(Stored items)
────────────────────

use std::ffi::CStr;

use ash::vk;
use itertools::Itertools;

use crate::core::command_queue::RhiQueueFamily;

/// 表示一张物理显卡
pub struct RhiPhysicalDevice {
    pub handle: vk::PhysicalDevice,

    /// 当前 gpu 支持的 features
    pub features: vk::PhysicalDeviceFeatures,

    /// 当前 gpu 的基础属性
    pub basic_props: vk::PhysicalDeviceProperties,

    pub memory_properties: vk::PhysicalDeviceMemoryProperties,

    pub queue_family_properties: Vec<vk::QueueFamilyProperties>,

    pub graphics_queue_family: RhiQueueFamily,
    pub transfer_queue_family: RhiQueueFamily,
}

impl RhiPhysicalDevice {
    /// 创建一个新的物理显卡实例
    ///
    /// 优先选择独立显卡，如果没有则选择第一个可用的显卡
    pub fn new_discrete_physical_device(instance: &ash::Instance) -> Self {
        unsafe {
            instance
                .enumerate_physical_devices()
                .unwrap()
                .iter()
                .map(|pdevice| RhiPhysicalDevice::new(*pdevice, instance))
                // 优先使用独立显卡
                .find_or_first(RhiPhysicalDevice::is_discrete_gpu)
                .unwrap()
        }
    }

    pub fn new(pdevice: vk::PhysicalDevice, instance: &ash::Instance) -> Self {
        unsafe {
            let basic_props = instance.get_physical_device_properties(pdevice);
            let physical_device_name = CStr::from_ptr(basic_props.device_name.as_ptr());
            log::info!("found gpu: {:?}", physical_device_name);

            let queue_family_properties = instance.get_physical_device_queue_family_properties(pdevice);

            let find_queue_family = |name: &str, queue_flags: vk::QueueFlags| -> RhiQueueFamily {
                let (index, props) = queue_family_properties
                    .iter()
                    .enumerate()
                    .find(|(_, prop)| prop.queue_flags.contains(queue_flags))
                    .unwrap_or_else(|| panic!("no queue family supports {:?}", queue_flags));
                RhiQueueFamily {
                    name: name.to_string(),
                    queue_family_index: index as u32,
                    queue_flags: props.queue_flags,
                    queue_count: props.queue_count,
                }
            };

            let graphics_queue_family = find_queue_family("graphics", vk::QueueFlags::GRAPHICS);
            let transfer_queue_family = find_queue_family("transfer", vk::QueueFlags::TRANSFER);

            Self {
                memory_properties: instance.get_physical_device_memory_properties(pdevice),
                features: instance.get_physical_device_features(pdevice),
                handle: pdevice,
                basic_props,
                queue_family_properties,
                graphics_queue_family,
                transfer_queue_family,
            }
        }
    }

    /// 当前 gpu 是否是独立显卡
    #[inline]
    pub fn is_discrete_gpu(&self) -> bool {
        self.basic_props.device_type == vk::PhysicalDeviceType::DISCRETE_GPU
    }
}
#[cfg(test)]
mod tests {
    use super::*;

    #[test]
    fn create_info_defaults() {
        let info = RhiTexture3DCreateInfo::new(64, 64, 64, vk::Format::R8_UNORM);

        assert!(info.use_staging());
        assert_eq!(info.layout(), vk::ImageLayout::SHADER_READ_ONLY_OPTIMAL);
        assert_eq!(info.staging_image_usage(), vk::ImageUsageFlags::SAMPLED | vk::ImageUsageFlags::TRANSFER_DST);
    }

    /// 64x64x64 的单通道 8bit 体数据，stage buffer 大小应该是 262144 字节
    #[test]
    fn byte_size_64_cubed_r8() {
        let info = RhiTexture3DCreateInfo::new(64, 64, 64, vk::Format::R8_UNORM);
        assert_eq!(info.byte_size(), 262144);
    }

    #[test]
    fn byte_size_respects_format() {
        let info = RhiTexture3DCreateInfo::new(16, 16, 16, vk::Format::R8G8B8A8_UNORM);
        assert_eq!(info.byte_size(), 16 * 16 * 16 * 4);
    }

    #[test]
    fn copy_region_covers_full_extent() {
        let info = RhiTexture3DCreateInfo::new(64, 32, 16, vk::Format::R8_UNORM);
        let region = info.copy_region();

        assert_eq!(region.buffer_offset, 0);
        assert_eq!(
            region.image_extent,
            vk::Extent3D {
                width: 64,
                height: 32,
                depth: 16
            }
        );
        assert_eq!(region.image_subresource.mip_level, 0);
        assert_eq!(region.image_subresource.base_array_layer, 0);
        assert_eq!(region.image_subresource.layer_count, 1);
    }

    #[test]
    fn force_linear_disables_staging() {
        let info = RhiTexture3DCreateInfo::new(8, 8, 8, vk::Format::R8_UNORM).force_linear(true);
        assert!(!info.use_staging());
    }

    /// usage 中已经有 TRANSFER_DST 时不会重复添加
    #[test]
    fn staging_usage_is_idempotent() {
        let info = RhiTexture3DCreateInfo::new(8, 8, 8, vk::Format::R8_UNORM)
            .image_usage(vk::ImageUsageFlags::SAMPLED | vk::ImageUsageFlags::TRANSFER_DST);
        assert_eq!(info.staging_image_usage(), vk::ImageUsageFlags::SAMPLED | vk::ImageUsageFlags::TRANSFER_DST);
    }
}
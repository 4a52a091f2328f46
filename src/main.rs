//! modreq - Go module requirement checker CLI tool
//!
//! Exit codes: 0 compliant, 1 required violation, 2 banned violation,
//! 3 both, 255 when a source, inventory or rule error aborts the run.

use clap::Parser;
use modreq::cli::CliArgs;
use modreq::config::CheckConfig;
use modreq::domain::FATAL_EXIT_CODE;
use modreq::logging;
use modreq::orchestrator::Orchestrator;
use modreq::output::create_formatter;
use std::io::{self, Write};
use std::process::ExitCode;

#[tokio::main]
async fn main() -> ExitCode {
    let args = CliArgs::parse();
    logging::init_cli(args.verbose);

    // Run the main logic and handle errors
    match run(args).await {
        Ok(exit_code) => exit_code,
        Err(e) => {
            eprintln!("Error: {}", e);
            ExitCode::from(FATAL_EXIT_CODE as u8)
        }
    }
}

/// Main application logic
async fn run(args: CliArgs) -> anyhow::Result<ExitCode> {
    let config = CheckConfig::from_cli(&args)?;

    if args.verbose {
        eprintln!("modreq v{}", env!("CARGO_PKG_VERSION"));
        for location in &config.locations {
            eprintln!("Source: {}", location);
        }
    }

    let formatter = create_formatter(&config.output);
    let orchestrator = Orchestrator::new(config);
    let result = orchestrator.run().await?;

    let mut stdout = io::stdout().lock();
    formatter.format(&result, &mut stdout)?;
    stdout.flush()?;

    Ok(ExitCode::from(result.exit_code() as u8))
}
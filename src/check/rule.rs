//! Verdicts for a single rule applied to a single module
//!
//! The `latest` sentinel reads differently in each section: a required
//! `latest` is met when no update exists, while a banned `latest` is
//! violated when no update exists.

use crate::domain::{ModuleRecord, Verdict, VersionRule};
use crate::error::RuleError;
use regex::Regex;

/// Compiles a rule pattern
pub fn compile_pattern(pattern: &str) -> Result<Regex, RuleError> {
    Regex::new(pattern).map_err(|e| RuleError::invalid_pattern(pattern, e.to_string()))
}

/// Verdict of a required rule
pub fn required_verdict(rule: &VersionRule, module: &ModuleRecord) -> Result<Verdict, RuleError> {
    let met = match rule {
        VersionRule::Latest => module.is_latest(),
        VersionRule::Pattern(pattern) => compile_pattern(pattern)?.is_match(&module.version),
    };
    Ok(Verdict::from_met(met))
}

/// Verdict of a banned rule
pub fn banned_verdict(rule: &VersionRule, module: &ModuleRecord) -> Result<Verdict, RuleError> {
    let banned = match rule {
        VersionRule::Latest => module.is_latest(),
        VersionRule::Pattern(pattern) => compile_pattern(pattern)?.is_match(&module.version),
    };
    Ok(Verdict::from_met(!banned))
}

────────────────────

▶ Task:
Identify each line in the records above that contains the word "ExitCode", and copy it out in full.

▶ Output for this exercise:
use std::process::ExitCode;
async fn main() -> ExitCode {
            ExitCode::from(FATAL_EXIT_CODE as u8)
async fn run(args: CliArgs) -> anyhow::Result<ExitCode> {
    Ok(ExitCode::from(result.exit_code() as u8))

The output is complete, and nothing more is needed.